• **About this task**: Among the lines below, list those containing the string "AssetIsDirectory".

• **Source material**:
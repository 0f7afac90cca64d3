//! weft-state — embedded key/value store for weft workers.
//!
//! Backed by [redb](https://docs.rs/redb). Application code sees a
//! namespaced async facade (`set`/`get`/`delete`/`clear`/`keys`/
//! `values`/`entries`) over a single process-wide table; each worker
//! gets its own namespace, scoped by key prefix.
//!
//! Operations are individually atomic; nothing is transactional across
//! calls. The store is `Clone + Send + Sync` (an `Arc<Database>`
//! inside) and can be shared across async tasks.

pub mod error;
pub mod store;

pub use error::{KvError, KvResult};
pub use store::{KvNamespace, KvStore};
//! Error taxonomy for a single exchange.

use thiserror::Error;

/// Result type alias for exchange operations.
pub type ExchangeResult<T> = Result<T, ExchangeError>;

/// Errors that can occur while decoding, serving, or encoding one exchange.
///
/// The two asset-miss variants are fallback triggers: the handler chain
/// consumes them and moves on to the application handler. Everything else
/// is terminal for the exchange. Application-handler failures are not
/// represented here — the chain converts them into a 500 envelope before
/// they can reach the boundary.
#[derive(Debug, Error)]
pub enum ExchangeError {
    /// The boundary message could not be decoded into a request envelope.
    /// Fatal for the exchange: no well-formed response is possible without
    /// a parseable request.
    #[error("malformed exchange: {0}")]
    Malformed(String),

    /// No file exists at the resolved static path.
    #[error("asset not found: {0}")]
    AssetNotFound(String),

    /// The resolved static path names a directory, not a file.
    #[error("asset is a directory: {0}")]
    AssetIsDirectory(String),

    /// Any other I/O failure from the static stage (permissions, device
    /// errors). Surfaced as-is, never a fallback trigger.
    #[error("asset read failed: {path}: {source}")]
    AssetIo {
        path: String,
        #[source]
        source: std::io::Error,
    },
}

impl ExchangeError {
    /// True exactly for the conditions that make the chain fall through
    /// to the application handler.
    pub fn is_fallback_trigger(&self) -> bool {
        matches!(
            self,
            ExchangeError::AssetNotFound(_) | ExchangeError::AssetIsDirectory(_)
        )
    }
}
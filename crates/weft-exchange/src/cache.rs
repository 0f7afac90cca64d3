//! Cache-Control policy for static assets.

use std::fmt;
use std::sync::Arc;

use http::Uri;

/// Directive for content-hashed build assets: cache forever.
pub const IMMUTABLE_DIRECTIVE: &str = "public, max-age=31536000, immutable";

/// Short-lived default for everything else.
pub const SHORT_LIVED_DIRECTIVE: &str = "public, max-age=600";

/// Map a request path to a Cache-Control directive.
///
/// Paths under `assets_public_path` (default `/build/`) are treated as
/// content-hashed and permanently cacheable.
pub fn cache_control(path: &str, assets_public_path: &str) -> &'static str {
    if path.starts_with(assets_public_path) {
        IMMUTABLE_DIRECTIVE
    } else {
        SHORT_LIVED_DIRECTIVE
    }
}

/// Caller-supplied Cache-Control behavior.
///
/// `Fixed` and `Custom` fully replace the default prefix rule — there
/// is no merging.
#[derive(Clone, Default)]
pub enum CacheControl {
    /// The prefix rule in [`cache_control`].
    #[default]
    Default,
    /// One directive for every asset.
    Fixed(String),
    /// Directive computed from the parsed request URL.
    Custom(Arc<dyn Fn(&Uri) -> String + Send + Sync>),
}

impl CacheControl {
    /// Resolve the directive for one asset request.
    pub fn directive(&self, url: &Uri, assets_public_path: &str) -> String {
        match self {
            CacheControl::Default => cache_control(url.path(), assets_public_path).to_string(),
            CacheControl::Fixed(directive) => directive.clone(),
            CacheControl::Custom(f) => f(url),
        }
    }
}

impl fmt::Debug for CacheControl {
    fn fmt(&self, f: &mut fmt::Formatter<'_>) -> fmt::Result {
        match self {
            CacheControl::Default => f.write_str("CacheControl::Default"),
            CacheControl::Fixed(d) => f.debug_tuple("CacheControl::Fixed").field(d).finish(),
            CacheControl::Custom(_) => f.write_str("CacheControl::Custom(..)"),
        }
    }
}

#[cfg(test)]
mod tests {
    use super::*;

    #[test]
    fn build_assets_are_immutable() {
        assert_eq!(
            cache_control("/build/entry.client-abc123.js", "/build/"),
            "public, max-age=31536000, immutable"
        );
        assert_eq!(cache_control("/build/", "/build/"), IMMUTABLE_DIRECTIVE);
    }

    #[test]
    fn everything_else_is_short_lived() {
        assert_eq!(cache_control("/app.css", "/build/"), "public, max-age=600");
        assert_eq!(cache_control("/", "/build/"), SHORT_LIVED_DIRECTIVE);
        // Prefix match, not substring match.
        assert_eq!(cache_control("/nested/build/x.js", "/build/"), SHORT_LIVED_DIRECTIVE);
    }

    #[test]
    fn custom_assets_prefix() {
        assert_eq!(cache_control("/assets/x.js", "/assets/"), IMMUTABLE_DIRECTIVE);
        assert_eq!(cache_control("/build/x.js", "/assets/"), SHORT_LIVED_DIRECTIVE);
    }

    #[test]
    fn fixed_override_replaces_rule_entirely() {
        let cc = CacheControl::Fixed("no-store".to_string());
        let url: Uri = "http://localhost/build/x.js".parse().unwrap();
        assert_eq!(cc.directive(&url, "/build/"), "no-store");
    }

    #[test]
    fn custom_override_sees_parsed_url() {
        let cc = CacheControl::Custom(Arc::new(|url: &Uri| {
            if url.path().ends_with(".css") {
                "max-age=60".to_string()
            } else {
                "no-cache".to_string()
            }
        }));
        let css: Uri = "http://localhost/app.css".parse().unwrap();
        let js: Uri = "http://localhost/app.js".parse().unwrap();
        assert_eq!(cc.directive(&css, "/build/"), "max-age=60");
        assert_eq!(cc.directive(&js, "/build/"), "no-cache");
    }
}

• **Answer to this problem**:
    AssetIsDirectory(String),
            ExchangeError::AssetNotFound(_) | ExchangeError::AssetIsDirectory(_)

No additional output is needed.